The Quiet Filmmaker: Srikanth Srinivasan’s “Modernism by Other Means” and the Cinema of Amit Dutta

By Soham GadreJanuary 29, 2021

The Quiet Filmmaker: Srikanth Srinivasan’s “Modernism by Other Means” and the Cinema of Amit Dutta

Modernism by Other Means by Srikanth Srinivasan

CINEPHILES AND FILM HISTORIANS agree: trying to watch every movie is a doomed proposition. Just like no astronomer will ever come to know every star, nor a foodie will ever be able to patronize every eatery, the cinephile must acknowledge limitations and accessibility in the discoveries of works old and new. Film buffs might ask one another “what to watch” and “when to watch.” The question of “how to watch” may be more existential, but it offers the contemporary conversation a more compelling payoff. As a globally marketized art, cinema has a network of distribution that is inseparable from its commercial viability. By virtue of this, there are some nevertheless important filmmakers who will fall through the cracks.

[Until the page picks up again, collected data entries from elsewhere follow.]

//! # Validator Seam
//!
//! A [`Validator`] inspects a read-only model and returns events.
//! [`validate_model`] runs a set of them and puts the combined events in
//! reporting order, so the same model always yields the same report.

use stx_model::ShapeIndex;

use crate::event::{Severity, ValidationEvent};

/// A model-wide check.
///
/// Implementations must not keep state between calls to
/// [`Validator::validate`].
pub trait Validator: Send + Sync {
    /// Name used as the event id and in logs.
    fn name(&self) -> &str;

    /// Inspect `model` and return every event found.
    fn validate(&self, model: &dyn ShapeIndex) -> Vec<ValidationEvent>;
}

/// Run every validator over `model` and return their events sorted by shape
/// id, then message.
pub fn validate_model(
    model: &dyn ShapeIndex,
    validators: &[&dyn Validator],
) -> Vec<ValidationEvent> {
    let mut events = Vec::new();
    for validator in validators {
        let found = validator.validate(model);
        tracing::debug!(
            validator = validator.name(),
            events = found.len(),
            "validator finished"
        );
        events.extend(found);
    }
    events.sort_by(ValidationEvent::report_order);

    let errors = events
        .iter()
        .filter(|e| e.severity == Severity::Error)
        .count();
    tracing::info!(
        validators = validators.len(),
        events = events.len(),
        errors,
        "model validation complete"
    );
    events
}
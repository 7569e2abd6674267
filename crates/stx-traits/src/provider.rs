//! # Trait Providers and the Registration Table
//!
//! A [`Provider`] turns a raw node, as produced by a model loader, into a
//! concrete [`Trait`]. A [`TraitRegistry`] maps trait ids to providers. The
//! loader owns discovery; this crate only supplies the table and the
//! default set of providers.

use std::collections::BTreeMap;
use std::fmt;

use stx_core::{Node, ShapeId, SourceLocation};

use crate::annotation::{NullableTrait, RequiredTrait};
use crate::constraint::{EnumValueTrait, LengthTrait, PatternTrait, RangeTrait};
use crate::default_value::DefaultValueTrait;
use crate::error::TraitError;
use crate::opaque::{ConstTrait, DynamicTrait, OpenApiExtensionsTrait};
use crate::string_trait::{ContentTypeTrait, ErrorMessageTrait};
use crate::value::Trait;

/// Constructor signature shared by every provider: target shape, raw value,
/// declaration site.
pub type CreateTraitFn = fn(&ShapeId, Node, SourceLocation) -> Result<Trait, TraitError>;

/// Builds one kind of trait from raw values.
#[derive(Clone)]
pub struct Provider {
    id: ShapeId,
    create: CreateTraitFn,
}

impl fmt::Debug for Provider {
    fn fmt(&self, f: &mut fmt::Formatter<'_>) -> fmt::Result {
        f.debug_struct("Provider")
            .field("id", &self.id)
            .finish_non_exhaustive()
    }
}

impl Provider {
    pub fn new(id: ShapeId, create: CreateTraitFn) -> Self {
        Self { id, create }
    }

    /// The trait id this provider builds.
    pub fn id(&self) -> &ShapeId {
        &self.id
    }

    /// Build the trait for `target` with no source location.
    ///
    /// # Errors
    ///
    /// Returns a [`TraitError`] if `value` does not fit this trait kind.
    pub fn create_trait(&self, target: &ShapeId, value: Node) -> Result<Trait, TraitError> {
        self.create_trait_at(target, value, SourceLocation::none())
    }

    /// Build the trait for `target`, recording where it was declared.
    ///
    /// # Errors
    ///
    /// Returns a [`TraitError`] if `value` does not fit this trait kind.
    pub fn create_trait_at(
        &self,
        target: &ShapeId,
        value: Node,
        location: SourceLocation,
    ) -> Result<Trait, TraitError> {
        (self.create)(target, value, location)
    }
}

/// Table from trait id to provider.
///
/// Iteration is ordered by trait id.
#[derive(Debug, Clone, Default)]
pub struct TraitRegistry {
    providers: BTreeMap<ShapeId, Provider>,
}

impl TraitRegistry {
    /// An empty table. Every id falls back to [`DynamicTrait`].
    pub fn new() -> Self {
        Self::default()
    }

    /// A table with a provider for every trait kind in this crate.
    pub fn with_defaults() -> Self {
        let mut registry = Self::new();
        for provider in [
            ConstTrait::provider(),
            OpenApiExtensionsTrait::provider(),
            ContentTypeTrait::provider(),
            ErrorMessageTrait::provider(),
            DefaultValueTrait::provider(),
            NullableTrait::provider(),
            RequiredTrait::provider(),
            RangeTrait::provider(),
            LengthTrait::provider(),
            PatternTrait::provider(),
            EnumValueTrait::provider(),
        ] {
            registry.register(provider);
        }
        registry
    }

    /// Register a provider, returning the one it replaced.
    pub fn register(&mut self, provider: Provider) -> Option<Provider> {
        self.providers.insert(provider.id.clone(), provider)
    }

    pub fn get(&self, trait_id: &ShapeId) -> Option<&Provider> {
        self.providers.get(trait_id)
    }

    pub fn contains(&self, trait_id: &ShapeId) -> bool {
        self.providers.contains_key(trait_id)
    }

    pub fn len(&self) -> usize {
        self.providers.len()
    }

    pub fn is_empty(&self) -> bool {
        self.providers.is_empty()
    }

    /// Registered trait ids in order.
    pub fn ids(&self) -> impl Iterator<Item = &ShapeId> {
        self.providers.keys()
    }

    /// Build a trait with no source location.
    ///
    /// # Errors
    ///
    /// Propagates the provider's [`TraitError`].
    pub fn create_trait(
        &self,
        trait_id: &ShapeId,
        target: &ShapeId,
        value: Node,
    ) -> Result<Trait, TraitError> {
        self.create_trait_at(trait_id, target, value, SourceLocation::none())
    }

    /// Build a trait through its registered provider, or as a
    /// [`DynamicTrait`] when none is registered.
    ///
    /// # Errors
    ///
    /// Propagates the provider's [`TraitError`].
    pub fn create_trait_at(
        &self,
        trait_id: &ShapeId,
        target: &ShapeId,
        value: Node,
        location: SourceLocation,
    ) -> Result<Trait, TraitError> {
        match self.providers.get(trait_id) {
            Some(provider) => provider.create_trait_at(target, value, location),
            None => {
                tracing::debug!(
                    %trait_id,
                    %target,
                    "no provider registered; keeping trait as dynamic"
                );
                Ok(Trait::Dynamic(DynamicTrait::with_location(
                    trait_id.clone(),
                    value,
                    location,
                )))
            }
        }
    }
}

#[cfg(test)]
mod tests {
    use super::*;
    use crate::value::TraitValue;
    use serde_json::json;

    fn target() -> ShapeId {
        ShapeId::parse("example#Config$cfg").unwrap()
    }

    #[test]
    fn test_defaults_cover_every_kind() {
        let registry = TraitRegistry::with_defaults();
        assert_eq!(registry.len(), 11);
        for id in [
            ConstTrait::ID,
            OpenApiExtensionsTrait::ID,
            ContentTypeTrait::ID,
            ErrorMessageTrait::ID,
            DefaultValueTrait::ID,
            NullableTrait::ID,
            RequiredTrait::ID,
            RangeTrait::ID,
            LengthTrait::ID,
            PatternTrait::ID,
            EnumValueTrait::ID,
        ] {
            assert!(registry.contains(&id), "missing provider for {id}");
            assert_eq!(ShapeId::parse(&id.to_string()).unwrap(), id);
        }
    }

    #[test]
    fn test_unknown_id_falls_back_to_dynamic() {
        let registry = TraitRegistry::with_defaults();
        let id = ShapeId::parse("acme.meta#owner").unwrap();
        let t = registry
            .create_trait(&id, &target(), Node::from(json!({"team": "infra"})))
            .unwrap();
        assert!(matches!(t, Trait::Dynamic(_)));
        assert_eq!(t.id(), id);
        assert_eq!(t.to_node(), Node::from(json!({"team": "infra"})));
    }

    #[test]
    fn test_registered_provider_errors_propagate() {
        let registry = TraitRegistry::with_defaults();
        let err = registry
            .create_trait(&ContentTypeTrait::ID, &target(), Node::from(json!({})))
            .unwrap_err();
        assert!(matches!(err, TraitError::ExpectedNodeType { .. }));
    }

    #[test]
    fn test_register_replaces_existing() {
        let mut registry = TraitRegistry::new();
        assert!(registry.is_empty());
        assert!(registry.register(ConstTrait::provider()).is_none());
        let replaced = registry.register(ConstTrait::provider());
        assert_eq!(replaced.map(|p| p.id().clone()), Some(ConstTrait::ID));
        assert_eq!(registry.ids().count(), 1);
    }
}
//! # Shape Index
//!
//! The read-only query surface validators run against. Implementors supply
//! shape lookup and trait search; member lookup, target resolution and the
//! trait/kind shortcuts are derived from those two.

use stx_core::ShapeId;
use stx_traits::TraitMap;

use crate::kind::ShapeKind;
use crate::shape::{MemberShape, Shape};

/// Query surface over a shape graph.
///
/// Object safe: validators take `&dyn ShapeIndex`.
pub trait ShapeIndex {
    /// Look up a top-level shape. Member ids resolve to `None`.
    fn get_shape(&self, id: &ShapeId) -> Option<&Shape>;

    /// Every member carrying `trait_id`, ordered by member id.
    fn members_with_trait(&self, trait_id: &ShapeId) -> Vec<&MemberShape>;

    /// Look up a member by its full `ns#Shape$member` id.
    fn get_member(&self, id: &ShapeId) -> Option<&MemberShape> {
        let name = id.member()?;
        self.get_shape(&id.without_member())?.member(name)
    }

    /// The shape a member points at.
    fn resolve_target(&self, member: &MemberShape) -> Option<&Shape> {
        self.get_shape(member.target())
    }

    /// Traits attached to a shape or member.
    fn traits_of(&self, id: &ShapeId) -> Option<&TraitMap> {
        if id.has_member() {
            self.get_member(id).map(MemberShape::traits)
        } else {
            self.get_shape(id).map(Shape::traits)
        }
    }

    /// Kind of a shape; [`ShapeKind::Member`] for member ids.
    fn kind_of(&self, id: &ShapeId) -> Option<ShapeKind> {
        if id.has_member() {
            self.get_member(id).map(|_| ShapeKind::Member)
        } else {
            self.get_shape(id).map(Shape::kind)
        }
    }
}
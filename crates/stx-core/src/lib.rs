//! # stx-core — Foundational Types for stx
//!
//! This crate is the leaf of the stx workspace. It defines the value model
//! that every trait payload and every default value is expressed in, plus the
//! identifiers and diagnostics shared by the rest of the stack.
//!
//! ## Key Design Principles
//!
//! 1. **`Node` is immutable.** Once a [`Node`] is built there is no way to
//!    mutate it in place. Equality and emptiness are structural.
//!
//! 2. **Numbers keep their shape.** [`Number`] distinguishes integers from
//!    floating-point values so that validation can reject `1.5` where a
//!    `Long` is expected.
//!
//! 3. **Objects keep insertion order.** [`ObjectNode`] re-serializes its
//!    entries in the order they were inserted, while equality ignores order.
//!
//! 4. **Validated identifiers.** [`ShapeId`] can only be produced from a
//!    well-formed `namespace#Name$member` string, or from a literal via
//!    [`ShapeId::from_static`] for compile-time constants.
//!
//! ## Crate Policy
//!
//! - No dependencies on other `stx-*` crates.
//! - No `unsafe` code.
//! - No `panic!()` or `.unwrap()` outside tests.

pub mod error;
pub mod node;
pub mod shape_id;
pub mod source;

pub use error::{CoreError, NodeError, StxError};
pub use node::{ArrayNode, Node, NodeType, Number, ObjectNode, ObjectNodeBuilder};
pub use shape_id::ShapeId;
pub use source::SourceLocation;
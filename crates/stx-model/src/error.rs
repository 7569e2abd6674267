//! Model assembly errors.

use stx_core::{CoreError, ShapeId, StxError};
use thiserror::Error;

/// Error assembling a [`crate::Model`].
#[derive(Error, Debug, Clone, PartialEq)]
pub enum ModelError {
    /// Two shapes were added with the same id.
    #[error("duplicate shape `{0}`")]
    DuplicateShape(ShapeId),

    /// A shape declared the same member name twice.
    #[error("duplicate member `{member}` on `{shape}`")]
    DuplicateMember {
        /// Containing shape.
        shape: ShapeId,
        /// Repeated member name.
        member: String,
    },

    /// A member targets a shape that is neither in the model nor the prelude.
    #[error("member `{member}` targets unknown shape `{target}`")]
    UnresolvedTarget {
        /// Offending member.
        member: ShapeId,
        /// Missing target.
        target: ShapeId,
    },

    /// A shape's members do not fit its kind (e.g. a list without `member`).
    #[error("invalid shape `{id}`: {reason}")]
    InvalidShape {
        /// Offending shape.
        id: ShapeId,
        /// What is wrong with it.
        reason: String,
    },

    /// A member name was not a valid identifier.
    #[error(transparent)]
    Identifier(#[from] CoreError),
}

impl From<ModelError> for StxError {
    fn from(e: ModelError) -> Self {
        StxError::Model(e.to_string())
    }
}
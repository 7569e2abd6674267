//! Validation events.

use std::cmp::Ordering;
use std::fmt;

use serde::{Deserialize, Serialize};
use stx_core::{ShapeId, SourceLocation};

/// How serious a validation event is.
#[derive(Debug, Clone, Copy, PartialEq, Eq, Hash, PartialOrd, Ord, Serialize, Deserialize)]
#[serde(rename_all = "SCREAMING_SNAKE_CASE")]
pub enum Severity {
    Note,
    Warning,
    Danger,
    Error,
}

impl fmt::Display for Severity {
    fn fmt(&self, f: &mut fmt::Formatter<'_>) -> fmt::Result {
        let s = match self {
            Severity::Note => "NOTE",
            Severity::Warning => "WARNING",
            Severity::Danger => "DANGER",
            Severity::Error => "ERROR",
        };
        f.write_str(s)
    }
}

/// One finding reported by a validator.
#[derive(Debug, Clone, PartialEq, Eq, Serialize, Deserialize)]
pub struct ValidationEvent {
    /// Name of the validator that produced the event.
    pub id: String,
    pub severity: Severity,
    /// Shape or member the event is about.
    pub shape_id: ShapeId,
    pub message: String,
    pub source_location: SourceLocation,
}

impl ValidationEvent {
    /// An [`Severity::Error`] event with no source location.
    pub fn error(id: impl Into<String>, shape_id: ShapeId, message: impl Into<String>) -> Self {
        Self {
            id: id.into(),
            severity: Severity::Error,
            shape_id,
            message: message.into(),
            source_location: SourceLocation::none(),
        }
    }

    pub fn with_severity(mut self, severity: Severity) -> Self {
        self.severity = severity;
        self
    }

    pub fn with_source_location(mut self, source_location: SourceLocation) -> Self {
        self.source_location = source_location;
        self
    }

    /// Reporting order: shape id, then message.
    pub fn report_order(&self, other: &Self) -> Ordering {
        self.shape_id
            .cmp(&other.shape_id)
            .then_with(|| self.message.cmp(&other.message))
    }
}

impl fmt::Display for ValidationEvent {
    fn fmt(&self, f: &mut fmt::Formatter<'_>) -> fmt::Result {
        write!(
            f,
            "[{}] {}: {} | {}",
            self.severity, self.shape_id, self.message, self.id
        )
    }
}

Filmmaker Amit Dutta (b. 1977) has quietly crafted a decade-long career of marvelous experimental films in isolation without any of them seeing proper distribution or home video release. His films are enveloped in specific Indian experiences and histories: painting, fables, myths, and cultural traditions both ancient and contemporary. His movies take the form of chaptered novels and parables that may be told to children during bedtime. In a new book, Modernism by Other Means, film critic, curator, and translator Srikant Srinivasan expands on his retrospective of Dutta, which was held at the Bombay Arts Society in 2017. Guided by his conversations with and further research on the filmmaker, Srinivasan sheds light on Dutta’s importance and cultural relevance, and how his career fits in a unique place between commercial and art cinema.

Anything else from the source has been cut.